Jadi, misalnya menurut CRLO, perempuan
boleh shalat di masjid hanya jika mereka tidak menimbulkan fitnah; perempuan
boleh mendengarkan seorang laki-laki membaca al-Qur’an atau mengajar hanya jika
mereka tidak menimbulkan fitnah; perempuan boleh pergi ke pasar hanya jika
mereka tidak menimbulkan fitnah;
perempuan tidak boleh menziarahi makam karena dikhawatirkan menimbulkan
fitnah; perempuan tidak boleh mengucapkan tasbih (ketika seorang imam dalam
salat keliru) atau amin dengan keras karena dikhawatirkan menimbulkan fitnah;
perempuan yang sedang salat sendirian tidak boleh mengeraskan suaranya jika hal
tersebut dapat menimbulkan fitnah; perembuan tidak boleh menyapa laki-laki jika
hal tersebut dapat menimbulkan fitnah; dan semua jenis dan warna pakaian
dianalisis berdasarkan konsep fitnah.[16]
Tampaknya para ahli hukum yang membuat
penetapan bahwa fitnah selalu mengiringi perempuan dalam semua perbuatan mereka
dan kemanapun mereka pergi tidak menyadari bahwa hal tersebut bukanlah cirri
alamiah perempuan, tapi merupakan proyeksi seksual laki-laki. Dengan memandang
perempuan sebagai perwujudan daya tarik seksual, para ahli hukum tersebut tidak
mengusung norma kesopanan, tapi, sebenarnya, mengusung norma tak bermoral.

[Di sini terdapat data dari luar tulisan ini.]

// Copyright 2025 the Flick Authors
// SPDX-License-Identifier: Apache-2.0 OR MIT

//! Paging through both offset strategies.

mod common;

use std::cell::RefCell;
use std::rc::Rc;

use flick_gesture::{FlingDirection, GestureEvent};
use flick_motion::TimingSpec;
use flick_pager::{
    Carousel, CarouselConfig, ConfigError, Effect, PageDirection, PageTurn, PagingAxis,
    PagingStrategy, ScrollSurface,
};
use kurbo::{Point, Vec2};

use common::{TILE, carousel_with, double_tap, self_owned, settle};

#[derive(Default)]
struct SurfaceState {
    offset: f64,
    requests: Vec<(f64, bool)>,
}

/// Scroll surface that jumps straight to every requested offset.
#[derive(Clone, Default)]
struct TestSurface(Rc<RefCell<SurfaceState>>);

impl TestSurface {
    fn requests(&self) -> Vec<(f64, bool)> {
        self.0.borrow().requests.clone()
    }

    fn drag_to(&self, offset: f64) {
        self.0.borrow_mut().offset = offset;
    }
}

impl ScrollSurface for TestSurface {
    fn offset(&self) -> f64 {
        self.0.borrow().offset
    }

    fn scroll_to(&mut self, offset: f64, animated: bool) {
        let mut state = self.0.borrow_mut();
        state.offset = offset;
        state.requests.push((offset, animated));
    }
}

fn delegated(count: usize, initial_index: usize) -> (Carousel, TestSurface) {
    let surface = TestSurface::default();
    let carousel = carousel_with(
        count,
        CarouselConfig {
            initial_index,
            ..CarouselConfig::default()
        },
        PagingStrategy::Delegated(Box::new(surface.clone())),
    );
    (carousel, surface)
}

#[test]
fn delegated_surface_starts_at_initial_page() {
    let (carousel, surface) = delegated(4, 2);
    assert_eq!(surface.requests(), [(800.0, false)]);
    assert_eq!(carousel.current_page(), 2);
    assert!(!carousel.axis().is_self_owned());
}

#[test]
fn delegated_fling_requests_snapped_offsets() {
    let (mut carousel, surface) = delegated(4, 1);
    // The surface was dragged a little before the fling.
    surface.drag_to(430.0);

    carousel.pointer_down(1, Point::new(300.0, 400.0), 0);
    carousel.pointer_move(1, Point::new(200.0, 400.0), 16);
    carousel.pointer_move(1, Point::new(100.0, 400.0), 32);
    carousel.pointer_up(1, 40);

    assert_eq!(surface.requests().last(), Some(&(800.0, true)));
    assert_eq!(
        carousel.drain_effects(),
        [Effect::PageTurn(PageTurn { from: 1, to: 2 })]
    );
    // The tile itself never moved.
    assert_eq!(carousel.tile_transform(1).unwrap().translation, Vec2::ZERO);
}

#[test]
fn delegated_slow_drag_leaves_paging_to_the_surface() {
    let (mut carousel, surface) = delegated(4, 1);
    carousel.pointer_down(1, Point::new(300.0, 400.0), 0);
    carousel.pointer_move(1, Point::new(280.0, 400.0), 200);
    carousel.pointer_move(1, Point::new(260.0, 400.0), 400);
    carousel.pointer_up(1, 600);
    assert_eq!(surface.requests().len(), 1);
    assert!(carousel.drain_effects().is_empty());
    assert_eq!(carousel.tile_transform(1).unwrap().translation, Vec2::ZERO);
}

#[test]
fn delegated_zoomed_pan_triggers_surface_scroll() {
    let (mut carousel, surface) = delegated(3, 1);
    let t = double_tap(&mut carousel, Point::new(200.0, 400.0), 0);
    let t = settle(&mut carousel, t);
    carousel.drain_effects();

    carousel.pointer_down(1, Point::new(100.0, 400.0), t);
    carousel.pointer_move(1, Point::new(400.0, 400.0), t + 16);
    assert_eq!(surface.requests().last(), Some(&(0.0, true)));
    assert_eq!(
        carousel.drain_effects(),
        [Effect::PageTurn(PageTurn { from: 1, to: 0 })]
    );
}

#[test]
fn fling_is_ignored_while_zoomed() {
    let (mut carousel, surface) = delegated(3, 1);
    let t = double_tap(&mut carousel, Point::new(200.0, 400.0), 0);
    let t = settle(&mut carousel, t);
    carousel.dispatch(1, GestureEvent::Fling(FlingDirection::Left), t);
    assert_eq!(surface.requests().len(), 1);
}

#[test]
fn self_owned_turns_animate_the_shared_offset() {
    let mut carousel = self_owned(3, 0);
    carousel.request_page_turn(PageDirection::Forward, 0);
    carousel.tick(150);
    let mid = carousel.current_offset();
    assert!(mid > 0.0 && mid < 400.0);
    settle(&mut carousel, 150);
    assert_eq!(carousel.current_offset(), 400.0);
    assert_eq!(carousel.current_page(), 1);
}

#[test]
fn self_owned_strip_drag_is_exclusive_and_commits() {
    let mut carousel = self_owned(3, 1);
    carousel.pointer_down(1, Point::new(200.0, 400.0), 0);
    carousel.pointer_move(1, Point::new(100.0, 400.0), 16);
    assert_eq!(carousel.debug_info().lease_holder, Some(1));
    assert_eq!(carousel.current_offset(), 500.0);
    carousel.pointer_up(1, 32);
    assert_eq!(carousel.debug_info().lease_holder, None);

    // The next drag starts from the committed offset.
    carousel.pointer_down(1, Point::new(200.0, 400.0), 100);
    carousel.pointer_move(1, Point::new(150.0, 400.0), 116);
    assert_eq!(carousel.current_offset(), 550.0);
    carousel.pointer_up(1, 132);
}

#[test]
fn only_one_lease_at_a_time() {
    let mut axis = PagingAxis::new(PagingStrategy::SelfOwned, 3, 0.2, TimingSpec::default());
    axis.set_extent(400.0, 0);
    let first = axis.acquire_offset(0).unwrap();
    assert!(axis.acquire_offset(1).is_none());
    axis.release_offset(first);
    assert!(axis.acquire_offset(1).is_some());
}

#[test]
fn scroll_to_page_clamps_and_reports() {
    let mut carousel = self_owned(4, 0);
    assert_eq!(
        carousel.scroll_to_page(10, true, 0),
        Some(PageTurn { from: 0, to: 3 })
    );
    settle(&mut carousel, 0);
    assert_eq!(carousel.current_page(), 3);
    assert_eq!(carousel.scroll_to_page(3, true, 2_000), None);
}

#[test]
fn margin_extends_the_page_step() {
    let mut carousel = carousel_with(
        3,
        CarouselConfig {
            tile_margin: 16.0,
            ..CarouselConfig::default()
        },
        PagingStrategy::SelfOwned,
    );
    carousel.request_page_turn(PageDirection::Forward, 0);
    settle(&mut carousel, 0);
    assert_eq!(carousel.current_offset(), 416.0);
    assert_eq!(carousel.axis().trigger_threshold(), 416.0 * 0.2);
    assert_eq!(carousel.tile_origin(1), Some(0.0));
}

#[test]
fn unmeasured_carousel_defers_paging() {
    let mut carousel =
        Carousel::new(["a", "b"], CarouselConfig::default(), PagingStrategy::SelfOwned).unwrap();
    assert_eq!(carousel.request_page_turn(PageDirection::Forward, 0), None);
    carousel.pointer_down(1, Point::new(10.0, 10.0), 0);
    assert_eq!(carousel.captured_tile(), None);
    carousel.set_viewport_size(TILE, 0);
    assert!(carousel.request_page_turn(PageDirection::Forward, 0).is_some());
}

#[test]
fn malformed_configuration_is_rejected() {
    let bad_threshold = CarouselConfig {
        pan_scroll_trigger_threshold_percentage: 1.0,
        ..CarouselConfig::default()
    };
    assert_eq!(
        Carousel::new(["a"], bad_threshold, PagingStrategy::SelfOwned).unwrap_err(),
        ConfigError::ThresholdOutOfRange(1.0)
    );
    assert_eq!(
        Carousel::new(Vec::<String>::new(), CarouselConfig::default(), PagingStrategy::SelfOwned)
            .unwrap_err(),
        ConfigError::EmptyCollection
    );
    let bad_height = CarouselConfig {
        tile_height: Some(f64::INFINITY),
        ..CarouselConfig::default()
    };
    assert!(matches!(
        Carousel::new(["a"], bad_height, PagingStrategy::SelfOwned),
        Err(ConfigError::InvalidTileDimension {
            dimension: "height",
            ..
        })
    ));
}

Bukannya memalingkan pandangan dari atribut fisik perempuan, secara obsesif
mereka malah memandang perempuan semata dari bentuk fisiknya. Pada prinsipnya,
para ahli hokum ini menjadikan perempuan sebagai objek konsumsi laki-laki dan
ini adalah bentuk pelanggaran moral yang sangat serius.
Ahmad Sarwat, Lc. memberi beberapa
persyaratan bagi perempuan yang ingin keluar rumah khususnya bekerja:[17]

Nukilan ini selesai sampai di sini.